WORK REQUIRED — Reproduce exactly, and only, the lines below from the one containing "public function format()" through the one containing "use App\Models\Invoice;".

EXCERPTED RECORDS —
use super::{conventional_model, method_names};
use crate::analysis::component::{ComponentKind, EventMeta, ListenerMeta, Metadata, ObserverMeta};
use crate::analysis::discovery::{KindStrategy, ScanContext};
use crate::analysis::LIFECYCLE_HOOKS;
use crate::error::Result;
use crate::parser::{PhpClass, Visibility};
use once_cell::sync::Lazy;
use regex::Regex;

static CHANNEL_RE: Lazy<Regex> = Lazy::new(|| {
    Regex::new(r#"new\s+\\?(?:[\w\\]*\\)?(PrivateChannel|PresenceChannel|Channel)\s*\(\s*['"]([^'"]+)['"]\s*\)"#)
        .expect("valid channel regex")
});

/// Events: every concrete class in the events directories
#[derive(Debug, Default, Clone, Copy)]
pub struct EventStrategy;

impl KindStrategy for EventStrategy {
    fn kind(&self) -> ComponentKind {
        ComponentKind::Event
    }

    fn qualifies(&self, class: &PhpClass, _ctx: &ScanContext<'_>) -> bool {
        class.is_concrete()
    }

    fn extract(&self, class: &PhpClass, _source: &str, ctx: &ScanContext<'_>) -> Result<Metadata> {
        let broadcast = ctx.index.implements(class, "ShouldBroadcast")
            || ctx.index.implements(class, "ShouldBroadcastNow");

        let channels = class
            .method("broadcastOn")
            .map(|m| {
                CHANNEL_RE
                    .captures_iter(m.body_text())
                    .map(|cap| match &cap[1] {
                        "PrivateChannel" => format!("private-{}", &cap[2]),
                        "PresenceChannel" => format!("presence-{}", &cap[2]),
                        _ => cap[2].to_string(),
                    })
                    .collect()
            })
            .unwrap_or_default();

        let mut payload: Vec<String> = class
            .properties
            .iter()
            .filter(|p| p.visibility == Visibility::Public && !p.is_static)
            .map(|p| p.name.clone())
            .collect();
        if let Some(constructor) = class.constructor() {
            for param in &constructor.parameters {
                if param.promoted == Some(Visibility::Public) && !payload.contains(&param.name) {
                    payload.push(param.name.clone());
                }
            }
        }

        Ok(Metadata::Event(EventMeta {
            broadcast,
            channels,
            payload,
            listeners: ctx.providers.listeners_of(&class.fq_name()).to_vec(),
        }))
    }
}

/// Event listeners, by naming rule
#[derive(Debug, Default, Clone, Copy)]
pub struct ListenerStrategy;

impl KindStrategy for ListenerStrategy {
    fn kind(&self) -> ComponentKind {
        ComponentKind::Listener
    }

    fn qualifies(&self, class: &PhpClass, ctx: &ScanContext<'_>) -> bool {
        class.is_concrete() && ctx.config.heuristics.listener.matches(&class.name, method_names(class))
    }

    fn extract(&self, class: &PhpClass, _source: &str, ctx: &ScanContext<'_>) -> Result<Metadata> {
        let mut events = Vec::new();
        if let Some(event) = class
            .method("handle")
            .and_then(|m| m.parameters.first())
            .and_then(|p| p.bare_type())
        {
            for part in event.split('|').map(str::trim).filter(|p| !p.is_empty()) {
                events.push(class.resolve(part));
            }
        }
        for event in ctx.providers.events_for_listener(&class.fq_name()) {
            if !events.contains(&event) {
                events.push(event);
            }
        }

        Ok(Metadata::Listener(ListenerMeta {
            events,
            queued: ctx.index.implements(class, "ShouldQueue"),
            subscriber: class.has_method("subscribe"),
        }))
    }

    fn analyzes_flow(&self) -> bool {
        true
    }
}

/// Model observers, by naming rule
#[derive(Debug, Default, Clone, Copy)]
pub struct ObserverStrategy;

impl KindStrategy for ObserverStrategy {
    fn kind(&self) -> ComponentKind {
        ComponentKind::Observer
    }

    fn qualifies(&self, class: &PhpClass, ctx: &ScanContext<'_>) -> bool {
        class.is_concrete() && ctx.config.heuristics.observer.matches(&class.name, method_names(class))
    }

    fn extract(&self, class: &PhpClass, _source: &str, ctx: &ScanContext<'_>) -> Result<Metadata> {
        let model = ctx
            .providers
            .models_for_observer(&class.fq_name())
            .into_iter()
            .next()
            .or_else(|| conventional_model(class, "Observer", &ctx.config.scan.models_namespace));

        let hooks = class
            .methods
            .iter()
            .map(|m| m.name.as_str())
            .filter(|name| LIFECYCLE_HOOKS.contains(name))
            .map(str::to_string)
            .collect();

        Ok(Metadata::Observer(ObserverMeta { model, hooks }))
    }

    fn analyzes_flow(&self) -> bool {
        true
    }
}

#[cfg(test)]
mod tests {
    use super::*;
    use crate::analysis::kinds::testing::{find, App};

    fn app() -> App {
        App::new()
            .file(
                "app/Events/OrderPlaced.php",
                r#"<?php
namespace App\Events;

use App\Models\Order;
use Illuminate\Broadcasting\PrivateChannel;
use Illuminate\Contracts\Broadcasting\ShouldBroadcast;

class OrderPlaced implements ShouldBroadcast
{
    public string $source = 'web';

    public function __construct(public Order $order, private int $attempt = 0) {}

    public function broadcastOn(): array
    {
        return [new PrivateChannel('orders.'.$this->order->id), new PrivateChannel('admin')];
    }
}
"#,
            )
            .file(
                "app/Events/Contracts/Auditable.php",
                "<?php\nnamespace App\\Events\\Contracts;\ninterface Auditable {}\n",
            )
            .file(
                "app/Listeners/SendOrderConfirmation.php",
                r#"<?php
namespace App\Listeners;

use App\Events\OrderPlaced;
use App\Mail\OrderConfirmation;
use Illuminate\Contracts\Queue\ShouldQueue;
use Illuminate\Support\Facades\Mail;

class SendOrderConfirmation implements ShouldQueue
{
    public function handle(OrderPlaced $event): void
    {
        Mail::to($event->order->user)->send(new OrderConfirmation($event->order));
    }
}
"#,
            )
            .file(
                "app/Listeners/AuditTrail.php",
                "<?php\nnamespace App\\Listeners;\nclass AuditTrail { public function handle($event) {} }\n",
            )
            .file(
                "app/Listeners/ListenerHelper.php",
                "<?php\nnamespace App\\Listeners;\nclass ListenerHelper { public function format() {} }\n",
            )
            .file(
                "app/Observers/OrderObserver.php",
                r#"<?php
namespace App\Observers;

use App\Models\Order;

class OrderObserver
{
    public function created(Order $order): void {}
    public function deleting(Order $order): void {}
    public function helper(): void {}
}
"#,
            )
            .file(
                "app/Observers/AuditObserver.php",
                "<?php\nnamespace App\\Observers;\nclass AuditObserver { public function saved($model) {} }\n",
            )
            .file(
                "app/Providers/EventServiceProvider.php",
                r#"<?php
namespace App\Providers;

use App\Events\OrderPlaced;
use App\Listeners\AuditTrail;
use App\Listeners\SendOrderConfirmation;
use App\Models\Invoice;
use App\Observers\AuditObserver;

class EventServiceProvider
{
    protected $listen = [
        OrderPlaced::class => [SendOrderConfirmation::class, AuditTrail::class],
    ];

    public function boot(): void
    {
        Invoice::observe(AuditObserver::class);
    }
}
"#,
            )
    }

    #[test]
    fn test_event_metadata() {
        let app = app();
        let result = app.scan(EventStrategy);
        assert_eq!(result.count, 1);
        match &find(&result, "OrderPlaced").metadata {
            Metadata::Event(meta) => {
                assert!(meta.broadcast);
                assert_eq!(meta.channels, vec!["private-admin"]);
                assert_eq!(meta.payload, vec!["source", "order"]);
                assert_eq!(
                    meta.listeners,
                    vec!["App\\Listeners\\SendOrderConfirmation", "App\\Listeners\\AuditTrail"]
                );
            }
            other => panic!("unexpected metadata {:?}", other),
        }
    }

    #[test]
    fn test_listener_metadata() {
        let app = app();
        let result = app.scan(ListenerStrategy);
        let names: Vec<&str> = result.data.iter().map(|c| c.short_name.as_str()).collect();
        assert_eq!(names, vec!["AuditTrail", "SendOrderConfirmation"]);

        match &find(&result, "AuditTrail").metadata {
            Metadata::Listener(meta) => assert_eq!(meta.events, vec!["App\\Events\\OrderPlaced"]),
            other => panic!("unexpected metadata {:?}", other),
        }

        let listener = find(&result, "SendOrderConfirmation");
        match &listener.metadata {
            Metadata::Listener(meta) => {
                assert_eq!(meta.events, vec!["App\\Events\\OrderPlaced"]);
                assert!(meta.queued);
                assert!(!meta.subscriber);
            }
            other => panic!("unexpected metadata {:?}", other),
        }
        let flow = listener.flow.as_ref().unwrap();
        assert!(flow.dependencies.facades.iter().any(|f| f.name == "Mail"));
    }

    #[test]
    fn test_observer_metadata() {
        let app = app();
        let result = app.scan(ObserverStrategy);
        assert_eq!(result.count, 2);

        match &find(&result, "OrderObserver").metadata {
            Metadata::Observer(meta) => {
                assert_eq!(meta.model.as_deref(), Some("App\\Models\\Order"));
                assert_eq!(meta.hooks, vec!["created", "deleting"]);
            }
            other => panic!("unexpected metadata {:?}", other),
        }
        match &find(&result, "AuditObserver").metadata {
            Metadata::Observer(meta) => {
                assert_eq!(meta.model.as_deref(), Some("App\\Models\\Invoice"));
                assert_eq!(meta.hooks, vec!["saved"]);
            }
            other => panic!("unexpected metadata {:?}", other),
        }
    }
}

COMPLETED EXERCISE —
                "<?php\nnamespace App\\Listeners;\nclass ListenerHelper { public function format() {} }\n",
            )
            .file(
                "app/Observers/OrderObserver.php",
                r#"<?php
namespace App\Observers;

use App\Models\Order;

class OrderObserver
{
    public function created(Order $order): void {}
    public function deleting(Order $order): void {}
    public function helper(): void {}
}
"#,
            )
            .file(
                "app/Observers/AuditObserver.php",
                "<?php\nnamespace App\\Observers;\nclass AuditObserver { public function saved($model) {} }\n",
            )
            .file(
                "app/Providers/EventServiceProvider.php",
                r#"<?php
namespace App\Providers;

use App\Events\OrderPlaced;
use App\Listeners\AuditTrail;
use App\Listeners\SendOrderConfirmation;
use App\Models\Invoice;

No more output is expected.